T.P. : Les établissements semblent avoir des marges de manœuvre assez importantes pour mettre en place les GHT. Est-ce une bonne chose ?


C.J. : Il n’y a effectivement pas dans la loi de référence à la taille que devrait avoir un GHT ou celle du territoire qu’il couvrira. L’idée a été de laisser de l’autonomie aux acteurs et aux ARS, d’autant que les situations régionales sont très diverses. Le rapport Martineau-Hubert suggère néanmoins que les établissements du GHT ne soient pas éloignés de plus de trois quarts d’heure de trajet. Cela me semble un repère intéressant dans la mesure où l’idée des GHT est de permettre aux professionnels des différents établissements, notamment qui ont des compétences médicales ou techniques très spécialisées, de travailler ensemble, voire parfois sur plusieurs sites.


T.P. : Les GHT doivent-ils avoir des « leaders » médicaux ?

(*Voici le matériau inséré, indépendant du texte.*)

//! Data models for DevNotes
//!
//! Defines the core data structures: Snippet, SnippetDraft, Category and
//! SearchFilters. Snippets serialize with camelCase keys and ISO-8601
//! timestamps, which is the layout of both the persisted slot and the
//! export document.

use chrono::{DateTime, Utc};
use serde::{Deserialize, Serialize};
use uuid::Uuid;

use crate::error::ValidationError;

/// Default language for a draft built from scratch
pub const DEFAULT_LANGUAGE: &str = "javascript";

/// A stored piece of code with its metadata
#[derive(Debug, Clone, Serialize, Deserialize, PartialEq)]
#[serde(rename_all = "camelCase")]
pub struct Snippet {
    /// Opaque unique identifier, immutable after creation
    pub id: String,
    /// Display title
    pub title: String,
    /// Optional description (empty when unset)
    #[serde(default)]
    pub description: String,
    /// The code itself
    pub code: String,
    /// Language tag (informational)
    pub language: String,
    /// Category name (informational)
    #[serde(default)]
    pub category: String,
    /// Distinct tags in insertion order
    #[serde(default)]
    pub tags: Vec<String>,
    /// When this snippet was created
    pub created_at: DateTime<Utc>,
    /// When this snippet was last updated
    pub updated_at: DateTime<Utc>,
}

impl Snippet {
    /// Build a new snippet from a validated draft
    ///
    /// Assigns a fresh random id and sets both timestamps to now.
    pub fn from_draft(draft: SnippetDraft) -> Result<Self, ValidationError> {
        draft.validate()?;
        let now = Utc::now();
        let draft = draft.normalized();
        Ok(Self {
            id: generate_id(),
            title: draft.title,
            description: draft.description,
            code: draft.code,
            language: draft.language,
            category: draft.category,
            tags: draft.tags,
            created_at: now,
            updated_at: now,
        })
    }

    /// Replace every editable field with the draft's values
    ///
    /// `id` and `created_at` are kept; `updated_at` is refreshed. The
    /// snippet is left untouched if the draft is invalid.
    pub fn apply(&mut self, draft: SnippetDraft) -> Result<(), ValidationError> {
        draft.validate()?;
        let draft = draft.normalized();
        self.title = draft.title;
        self.description = draft.description;
        self.code = draft.code;
        self.language = draft.language;
        self.category = draft.category;
        self.tags = draft.tags;
        self.updated_at = Utc::now();
        Ok(())
    }

    /// Check whether the snippet carries a tag
    pub fn has_tag(&self, tag: &str) -> bool {
        self.tags.iter().any(|t| t == tag)
    }

    /// Short form of the id for listings
    pub fn short_id(&self) -> &str {
        match self.id.char_indices().nth(8) {
            Some((idx, _)) => &self.id[..idx],
            None => &self.id,
        }
    }
}

/// Editable fields of a snippet, as entered by the user
#[derive(Debug, Clone, PartialEq, Eq)]
pub struct SnippetDraft {
    pub title: String,
    pub description: String,
    pub code: String,
    pub language: String,
    pub category: String,
    pub tags: Vec<String>,
}

impl Default for SnippetDraft {
    fn default() -> Self {
        Self {
            title: String::new(),
            description: String::new(),
            code: String::new(),
            language: DEFAULT_LANGUAGE.to_string(),
            category: crate::catalog::default_category().name.to_string(),
            tags: Vec::new(),
        }
    }
}

impl SnippetDraft {
    /// Create a draft with a title and code, other fields defaulted
    pub fn new(title: impl Into<String>, code: impl Into<String>) -> Self {
        Self {
            title: title.into(),
            code: code.into(),
            ..Self::default()
        }
    }

    /// Start a draft from an existing snippet (for editing)
    pub fn from_snippet(snippet: &Snippet) -> Self {
        Self {
            title: snippet.title.clone(),
            description: snippet.description.clone(),
            code: snippet.code.clone(),
            language: snippet.language.clone(),
            category: snippet.category.clone(),
            tags: snippet.tags.clone(),
        }
    }

    pub fn with_description(mut self, description: impl Into<String>) -> Self {
        self.description = description.into();
        self
    }

    pub fn with_language(mut self, language: impl Into<String>) -> Self {
        self.language = language.into();
        self
    }

    pub fn with_category(mut self, category: impl Into<String>) -> Self {
        self.category = category.into();
        self
    }

    pub fn with_tags<I, S>(mut self, tags: I) -> Self
    where
        I: IntoIterator<Item = S>,
        S: Into<String>,
    {
        self.tags = Vec::new();
        for tag in tags {
            self.add_tag(tag);
        }
        self
    }

    /// Add a tag as typed by the user
    ///
    /// The tag is trimmed and lowercased; empty or already-present tags
    /// are ignored.
    pub fn add_tag(&mut self, tag: impl Into<String>) {
        let tag = tag.into().trim().to_lowercase();
        if !tag.is_empty() && !self.tags.contains(&tag) {
            self.tags.push(tag);
        }
    }

    /// Remove a tag
    pub fn remove_tag(&mut self, tag: &str) {
        self.tags.retain(|t| t != tag);
    }

    /// Check that the required fields are present
    pub fn validate(&self) -> Result<(), ValidationError> {
        if self.title.trim().is_empty() {
            return Err(ValidationError::MissingTitle);
        }
        if self.code.trim().is_empty() {
            return Err(ValidationError::MissingCode);
        }
        Ok(())
    }

    /// Trim title and description and drop duplicate tags
    fn normalized(self) -> Self {
        Self {
            title: self.title.trim().to_string(),
            description: self.description.trim().to_string(),
            tags: dedup_tags(self.tags),
            ..self
        }
    }
}

/// A static category from the registry
#[derive(Debug, Clone, Copy, Serialize, PartialEq, Eq)]
pub struct Category {
    pub id: &'static str,
    pub name: &'static str,
    /// Display hint (hex colour)
    pub color: &'static str,
}

/// Active filter constraints, combined with logical AND
#[derive(Debug, Clone, Default, Serialize, Deserialize, PartialEq, Eq)]
pub struct SearchFilters {
    /// Free text, matched case-insensitively against title, description and code
    #[serde(default)]
    pub query: String,
    /// Exact category name, empty for any
    #[serde(default)]
    pub category: String,
    /// Exact language tag, empty for any
    #[serde(default)]
    pub language: String,
    /// Tags that must all be present
    #[serde(default)]
    pub tags: Vec<String>,
}

impl SearchFilters {
    pub fn new() -> Self {
        Self::default()
    }

    pub fn with_query(mut self, query: impl Into<String>) -> Self {
        self.query = query.into();
        self
    }

    pub fn with_category(mut self, category: impl Into<String>) -> Self {
        self.category = category.into();
        self
    }

    pub fn with_language(mut self, language: impl Into<String>) -> Self {
        self.language = language.into();
        self
    }

    pub fn with_tags<I, S>(mut self, tags: I) -> Self
    where
        I: IntoIterator<Item = S>,
        S: Into<String>,
    {
        for tag in tags {
            self.add_tag(tag);
        }
        self
    }

    /// Require a tag (no-op if already required)
    pub fn add_tag(&mut self, tag: impl Into<String>) {
        let tag = tag.into();
        if !self.tags.contains(&tag) {
            self.tags.push(tag);
        }
    }

    /// Stop requiring a tag
    pub fn remove_tag(&mut self, tag: &str) {
        self.tags.retain(|t| t != tag);
    }

    /// Clear category, language and tags; the query is kept
    pub fn clear(&mut self) {
        self.category.clear();
        self.language.clear();
        self.tags.clear();
    }

    /// True when a category, language or tag constraint is set
    pub fn has_active_filters(&self) -> bool {
        !self.category.is_empty() || !self.language.is_empty() || !self.tags.is_empty()
    }

    /// True when no constraint at all is set, query included
    pub fn is_empty(&self) -> bool {
        self.query.is_empty() && !self.has_active_filters()
    }
}

/// Generate a fresh, collision-resistant snippet id
pub fn generate_id() -> String {
    Uuid::new_v4().to_string()
}

/// Drop empty and repeated tags, keeping first occurrences in order
pub(crate) fn dedup_tags(tags: Vec<String>) -> Vec<String> {
    let mut out: Vec<String> = Vec::with_capacity(tags.len());
    for tag in tags {
        let tag = tag.trim().to_string();
        if !tag.is_empty() && !out.contains(&tag) {
            out.push(tag);
        }
    }
    out
}
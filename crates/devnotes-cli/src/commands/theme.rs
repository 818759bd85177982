//! Theme command handlers

use anyhow::Result;

use devnotes_core::{Preferences, SaveOutcome};

use crate::output::{Output, OutputFormat};

/// Show the current theme
pub fn show(prefs: &Preferences, output: &Output) -> Result<()> {
    print_theme(prefs.is_dark(), output);
    Ok(())
}

/// Switch between dark and light
pub fn toggle(prefs: &mut Preferences, output: &Output) -> Result<()> {
    let (dark, outcome) = prefs.toggle();
    report(dark, outcome, output);
    Ok(())
}

/// Select a theme explicitly
pub fn set(prefs: &mut Preferences, dark: bool, output: &Output) -> Result<()> {
    let outcome = prefs.set_dark(dark);
    report(dark, outcome, output);
    Ok(())
}

fn report(dark: bool, outcome: SaveOutcome, output: &Output) {
    output.warn_if_unsaved(outcome);
    if output.is_json() {
        print_theme(dark, output);
    } else {
        output.success(&format!("Theme set to {}", theme_name(dark)));
    }
}

fn print_theme(dark: bool, output: &Output) {
    match output.format {
        OutputFormat::Json => {
            println!(
                "{}",
                serde_json::json!({"theme": theme_name(dark), "dark_mode": dark})
            );
        }
        OutputFormat::Quiet | OutputFormat::Human => println!("{}", theme_name(dark)),
    }
}

fn theme_name(dark: bool) -> &'static str {
    if dark {
        "dark"
    } else {
        "light"
    }
}
//! SQLite slot backend
//!
//! Keeps every slot as a row of the `kv_slots` table in a single database
//! file. Each write is one `INSERT OR REPLACE`, so a slot is replaced
//! atomically.

use std::path::Path;

use chrono::Utc;
use rusqlite::{params, Connection, OptionalExtension};
use tracing::debug;

use crate::storage::backend::KeyValueBackend;
use crate::storage::error::{StorageError, StorageResult};
use crate::storage::schema::{init_schema, needs_init};

/// Key-value backend on a SQLite database
pub struct SqliteBackend {
    conn: Connection,
}

impl SqliteBackend {
    /// Open or create the database at `path`
    pub fn open(path: &Path) -> StorageResult<Self> {
        if let Some(parent) = path.parent() {
            std::fs::create_dir_all(parent).map_err(|source| StorageError::CreateDirectory {
                path: parent.to_path_buf(),
                source,
            })?;
        }

        let conn = Connection::open(path)?;
        Self::from_connection(conn)
    }

    /// Open an in-memory database (for testing)
    pub fn open_in_memory() -> StorageResult<Self> {
        Self::from_connection(Connection::open_in_memory()?)
    }

    fn from_connection(conn: Connection) -> StorageResult<Self> {
        if needs_init(&conn) {
            init_schema(&conn)?;
        }
        Ok(Self { conn })
    }

    /// Number of stored slots
    pub fn slot_count(&self) -> StorageResult<i64> {
        let count = self
            .conn
            .query_row("SELECT COUNT(*) FROM kv_slots", [], |row| row.get(0))?;
        Ok(count)
    }
}

impl KeyValueBackend for SqliteBackend {
    fn read(&self, key: &str) -> StorageResult<Option<String>> {
        let value = self
            .conn
            .query_row(
                "SELECT value FROM kv_slots WHERE key = ?1",
                params![key],
                |row| row.get(0),
            )
            .optional()?;
        Ok(value)
    }

    fn write(&mut self, key: &str, value: &str) -> StorageResult<()> {
        self.conn.execute(
            "INSERT OR REPLACE INTO kv_slots (key, value, updated_at) VALUES (?1, ?2, ?3)",
            params![key, value, Utc::now().timestamp_millis()],
        )?;
        debug!("Wrote slot {} ({} bytes)", key, value.len());
        Ok(())
    }

    fn remove(&mut self, key: &str) -> StorageResult<()> {
        self.conn
            .execute("DELETE FROM kv_slots WHERE key = ?1", params![key])?;
        Ok(())
    }
}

C.J. : Ce qui va être très structurant, c’est d’abord la construction du projet médical du GHT. Mais il sera également très utile d’avoir des référents médecins, seuls ou en binôme, pour chaque filière de soins, sans pour autant qu’ils deviennent des sortes de chefs de pôle du GHT. Il est important qu’ils puissent faire le lien entre les médecins de spécialités des différents établissements et le comité stratégique du GHT.


T.P. : Les GHT vont-ils favoriser le développement de la télémédecine ?


C.J. : La loi cite deux activités pour le projet médical du GHT : l’imagerie et la biologie médicale. Cela va obliger les établissements à se parler davantage, à mettre en place des processus de transferts d’images et de gestion de processus à distance. Donc cela peut être effectivement une chance pour la télémédecine.


T.P. : Les GHT ne mettent-ils pas les établissements en concurrence entre eux ?


C.J. : Ce n’est pas forcément facile de faire travailler ensemble des établissements qui ont l’habitude de travailler de façon indépendante. Mais tout va dépendre des réalités locales, on ne peut pas faire de pronostic général. Là où il pourra y avoir de la concurrence, effectivement, c’est dans les recrutements de médecins, un sujet où les établissements sont déjà aujourd’hui en compétition. Certains établissements s’inquiètent aussi de perdre leur indépendance et des activités. Cependant, il faut savoir que chaque hôpital garde son budget propre, mais lorsque l’ARS examinera les budgets de chacun, elle le fera dans une vision globale du GHT. Autrement dit, si une activité est transférée d’un établissement vers un autre et que du coup il perd des ressources, l’impact budgétaire du transfert et le gain d’efficience attendu seront évalués au niveau du GHT dans son ensemble.